• _The task_: Line by line, output the entries below exactly as they appear.
Data records below:
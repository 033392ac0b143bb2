//! Internationalization (i18n) module.
//!
//! Everything language-related lives here: the registry of supported
//! languages, the validated `Language` type with preference/locale
//! resolution, and the static localized string tables.
//!
//! # Architecture
//!
//! - `registry`: single source of truth for supported languages and their metadata
//! - `language`: type-safe Language value with resolution and toggling
//! - `strings`: static localized strings for every user-facing label
//!
//! # Example
//!
//! ```rust,ignore
//! use vibe2code_landing::i18n::{Language, LocaleProvider};
//!
//! let lang = Language::resolve(None, &Some("ru-RU".to_string()));
//! assert_eq!(lang.code(), "ru");
//! let strings = lang.strings();
//! ```

mod language;
mod registry;
mod strings;

pub use language::{Language, LocaleProvider};
pub use registry::{LanguageConfig, LanguageRegistry};
pub use strings::LanguageStrings;
use std::sync::Arc;

use anyhow::Result;
use tracing::info;

use vibe2code_landing::{config::Config, server};

#[tokio::main]
async fn main() -> Result<()> {
    // Load .env file (ignored in production)
    let _ = dotenvy::dotenv();

    // Initialize logging
    tracing_subscriber::fmt()
        .with_env_filter(
            tracing_subscriber::EnvFilter::from_default_env()
                .add_directive("vibe2code_landing=info".parse()?),
        )
        .init();

    info!("Starting landing page server");

    // Load configuration from environment
    let config = Config::from_env()?;
    let port = config.port;
    info!("Serving landing page for @{}", config.github_user);

    let state = Arc::new(server::AppState::new(config));

    // Initial fetch-render cycle; early requests see placeholder cards
    let startup_state = Arc::clone(&state);
    tokio::spawn(async move { server::refresh(&startup_state).await });

    let app = server::router(state);
    let addr = format!("0.0.0.0:{}", port);
    let listener = tokio::net::TcpListener::bind(&addr).await?;
    info!("Listening on {}", addr);
    axum::serve(listener, app).await?;

    Ok(())
}
use serde::{Deserialize, Serialize};
use thiserror::Error;
use tracing::info;

use crate::config::Config;

/// API version header value required by GitHub's REST API.
const GITHUB_API_VERSION: &str = "2022-11-28";

/// GitHub rejects requests without a User-Agent.
const USER_AGENT: &str = concat!("vibe2code-landing/", env!("CARGO_PKG_VERSION"));

#[derive(Debug, Clone, Serialize, Deserialize)]
pub struct Repository {
    pub name: String,
    #[serde(default)]
    pub description: Option<String>,
    pub html_url: String,
    #[serde(default)]
    pub language: Option<String>,
    #[serde(default)]
    pub stargazers_count: u32,
    #[serde(default)]
    pub forks_count: u32,
    #[serde(default)]
    pub pushed_at: Option<String>,
    #[serde(default)]
    pub archived: bool,
    #[serde(default)]
    pub fork: bool,
}

#[derive(Debug, Clone, Serialize, Deserialize)]
pub struct UserProfile {
    pub followers: u32,
    pub public_repos: u32,
}

/// Failures of a GitHub fetch. The status variant's message is shown to
/// visitors verbatim on the error card, so it carries the numeric status.
#[derive(Debug, Error)]
pub enum FetchError {
    #[error("GitHub API error {status}")]
    Status { status: u16 },

    #[error("GitHub request failed: {0}")]
    Transport(#[from] reqwest::Error),
}

fn client() -> Result<reqwest::Client, FetchError> {
    let client = reqwest::Client::builder()
        .timeout(std::time::Duration::from_secs(10))
        .user_agent(USER_AGENT)
        .build()?;
    Ok(client)
}

/// Fetch the user's public repositories, newest-updated first.
///
/// Only the first page is requested (`per_page=100`); users with more than
/// 100 repositories are truncated. That is a known scope limit.
pub async fn fetch_repositories(config: &Config) -> Result<Vec<Repository>, FetchError> {
    let url = format!(
        "{}/users/{}/repos",
        config.github_api_url, config.github_user
    );

    let response = client()?
        .get(&url)
        .query(&[("per_page", "100"), ("sort", "updated")])
        .header("Accept", "application/vnd.github+json")
        .header("X-GitHub-Api-Version", GITHUB_API_VERSION)
        .send()
        .await?;

    let status = response.status();
    if !status.is_success() {
        return Err(FetchError::Status {
            status: status.as_u16(),
        });
    }

    let repos: Vec<Repository> = response.json().await?;
    info!("Fetched {} repositories for @{}", repos.len(), config.github_user);

    Ok(repos)
}

/// Fetch follower/repo counts for the user.
///
/// Display of these counters is best-effort; the caller logs and swallows
/// any error so a failure here never blocks repository rendering.
pub async fn fetch_user_profile(config: &Config) -> Result<UserProfile, FetchError> {
    let url = format!("{}/users/{}", config.github_api_url, config.github_user);

    let response = client()?
        .get(&url)
        .header("Accept", "application/vnd.github+json")
        .header("X-GitHub-Api-Version", GITHUB_API_VERSION)
        .send()
        .await?;

    let status = response.status();
    if !status.is_success() {
        return Err(FetchError::Status {
            status: status.as_u16(),
        });
    }

    let profile: UserProfile = response.json().await?;
    info!(
        "Fetched profile for @{}: {} followers, {} public repos",
        config.github_user, profile.followers, profile.public_repos
    );

    Ok(profile)
}
use anyhow::{Context, Result};

use crate::pipeline::SortMode;

#[derive(Debug, Clone)]
pub struct Config {
    // GitHub
    pub github_user: String,
    pub github_api_url: String,

    // Avatar
    pub avatar_url: String,
    pub avatar_fallback_url: String,

    // Display
    pub sort_mode: SortMode,

    // Server
    pub port: u16,
}

impl Config {
    pub fn from_env() -> Result<Self> {
        Ok(Self {
            // GitHub
            github_user: std::env::var("GITHUB_USER")
                .unwrap_or_else(|_| "vibe2code".to_string()),
            github_api_url: std::env::var("GITHUB_API_URL")
                .unwrap_or_else(|_| "https://api.github.com".to_string()),

            // Avatar
            avatar_url: std::env::var("AVATAR_URL").unwrap_or_else(|_| {
                "https://avatars.githubusercontent.com/u/222844068?v=".to_string()
            }),
            avatar_fallback_url: std::env::var("AVATAR_FALLBACK_URL").unwrap_or_else(|_| {
                "https://avatars.githubusercontent.com/u/222844068".to_string()
            }),

            // Display
            sort_mode: std::env::var("SORT_MODE")
                .ok()
                .map(|v| v.parse())
                .transpose()
                .context("Invalid SORT_MODE")?
                .unwrap_or_default(),

            // Server
            port: std::env::var("PORT")
                .ok()
                .and_then(|v| v.parse().ok())
                .unwrap_or(8080),
        })
    }
}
End of Data records.
• _Response box_:
repository 033392ac0b143bb2
//! Internationalization (i18n) module.
//!
//! Everything language-related lives here: the registry of supported
//! languages, the validated `Language` type with preference/locale
//! resolution, and the static localized string tables.
//!
//! # Architecture
//!
//! - `registry`: single source of truth for supported languages and their metadata
//! - `language`: type-safe Language value with resolution and toggling
//! - `strings`: static localized strings for every user-facing label
//!
//! # Example
//!
//! ```rust,ignore
//! use vibe2code_landing::i18n::{Language, LocaleProvider};
//!
//! let lang = Language::resolve(None, &Some("ru-RU".to_string()));
//! assert_eq!(lang.code(), "ru");
//! let strings = lang.strings();
//! ```

mod language;
mod registry;
mod strings;

pub use language::{Language, LocaleProvider};
pub use registry::{LanguageConfig, LanguageRegistry};
pub use strings::LanguageStrings;
use std::sync::Arc;

use anyhow::Result;
use tracing::info;

use vibe2code_landing::{config::Config, server};

#[tokio::main]
async fn main() -> Result<()> {
    // Load .env file (ignored in production)
    let _ = dotenvy::dotenv();

    // Initialize logging
    tracing_subscriber::fmt()
        .with_env_filter(
            tracing_subscriber::EnvFilter::from_default_env()
                .add_directive("vibe2code_landing=info".parse()?),
        )
        .init();

    info!("Starting landing page server");

    // Load configuration from environment
    let config = Config::from_env()?;
    let port = config.port;
    info!("Serving landing page for @{}", config.github_user);

    let state = Arc::new(server::AppState::new(config));

    // Initial fetch-render cycle; early requests see placeholder cards
    let startup_state = Arc::clone(&state);
    tokio::spawn(async move { server::refresh(&startup_state).await });

    let app = server::router(state);
    let addr = format!("0.0.0.0:{}", port);
    let listener = tokio::net::TcpListener::bind(&addr).await?;
    info!("Listening on {}", addr);
    axum::serve(listener, app).await?;

    Ok(())
}
use serde::{Deserialize, Serialize};
use thiserror::Error;
use tracing::info;

use crate::config::Config;

/// API version header value required by GitHub's REST API.
const GITHUB_API_VERSION: &str = "2022-11-28";

/// GitHub rejects requests without a User-Agent.
const USER_AGENT: &str = concat!("vibe2code-landing/", env!("CARGO_PKG_VERSION"));

#[derive(Debug, Clone, Serialize, Deserialize)]
pub struct Repository {
    pub name: String,
    #[serde(default)]
    pub description: Option<String>,
    pub html_url: String,
    #[serde(default)]
    pub language: Option<String>,
    #[serde(default)]
    pub stargazers_count: u32,
    #[serde(default)]
    pub forks_count: u32,
    #[serde(default)]
    pub pushed_at: Option<String>,
    #[serde(default)]
    pub archived: bool,
    #[serde(default)]
    pub fork: bool,
}

#[derive(Debug, Clone, Serialize, Deserialize)]
pub struct UserProfile {
    pub followers: u32,
    pub public_repos: u32,
}

/// Failures of a GitHub fetch. The status variant's message is shown to
/// visitors verbatim on the error card, so it carries the numeric status.
#[derive(Debug, Error)]
pub enum FetchError {
    #[error("GitHub API error {status}")]
    Status { status: u16 },

    #[error("GitHub request failed: {0}")]
    Transport(#[from] reqwest::Error),
}

fn client() -> Result<reqwest::Client, FetchError> {
    let client = reqwest::Client::builder()
        .timeout(std::time::Duration::from_secs(10))
        .user_agent(USER_AGENT)
        .build()?;
    Ok(client)
}

/// Fetch the user's public repositories, newest-updated first.
///
/// Only the first page is requested (`per_page=100`); users with more than
/// 100 repositories are truncated. That is a known scope limit.
pub async fn fetch_repositories(config: &Config) -> Result<Vec<Repository>, FetchError> {
    let url = format!(
        "{}/users/{}/repos",
        config.github_api_url, config.github_user
    );

    let response = client()?
        .get(&url)
        .query(&[("per_page", "100"), ("sort", "updated")])
        .header("Accept", "application/vnd.github+json")
        .header("X-GitHub-Api-Version", GITHUB_API_VERSION)
        .send()
        .await?;

    let status = response.status();
    if !status.is_success() {
        return Err(FetchError::Status {
            status: status.as_u16(),
        });
    }

    let repos: Vec<Repository> = response.json().await?;
    info!("Fetched {} repositories for @{}", repos.len(), config.github_user);

    Ok(repos)
}

/// Fetch follower/repo counts for the user.
///
/// Display of these counters is best-effort; the caller logs and swallows
/// any error so a failure here never blocks repository rendering.
pub async fn fetch_user_profile(config: &Config) -> Result<UserProfile, FetchError> {
    let url = format!("{}/users/{}", config.github_api_url, config.github_user);

    let response = client()?
        .get(&url)
        .header("Accept", "application/vnd.github+json")
        .header("X-GitHub-Api-Version", GITHUB_API_VERSION)
        .send()
        .await?;

    let status = response.status();
    if !status.is_success() {
        return Err(FetchError::Status {
            status: status.as_u16(),
        });
    }

    let profile: UserProfile = response.json().await?;
    info!(
        "Fetched profile for @{}: {} followers, {} public repos",
        config.github_user, profile.followers, profile.public_repos
    );

    Ok(profile)
}
use anyhow::{Context, Result};

use crate::pipeline::SortMode;

#[derive(Debug, Clone)]
pub struct Config {
    // GitHub
    pub github_user: String,
    pub github_api_url: String,

    // Avatar
    pub avatar_url: String,
    pub avatar_fallback_url: String,

    // Display
    pub sort_mode: SortMode,

    // Server
    pub port: u16,
}

impl Config {
    pub fn from_env() -> Result<Self> {
        Ok(Self {
            // GitHub
            github_user: std::env::var("GITHUB_USER")
                .unwrap_or_else(|_| "vibe2code".to_string()),
            github_api_url: std::env::var("GITHUB_API_URL")
                .unwrap_or_else(|_| "https://api.github.com".to_string()),

            // Avatar
            avatar_url: std::env::var("AVATAR_URL").unwrap_or_else(|_| {
                "https://avatars.githubusercontent.com/u/222844068?v=".to_string()
            }),
            avatar_fallback_url: std::env::var("AVATAR_FALLBACK_URL").unwrap_or_else(|_| {
                "https://avatars.githubusercontent.com/u/222844068".to_string()
            }),

            // Display
            sort_mode: std::env::var("SORT_MODE")
                .ok()
                .map(|v| v.parse())
                .transpose()
                .context("Invalid SORT_MODE")?
                .unwrap_or_default(),

            // Server
            port: std::env::var("PORT")
                .ok()
                .and_then(|v| v.parse().ok())
                .unwrap_or(8080),
        })
    }
}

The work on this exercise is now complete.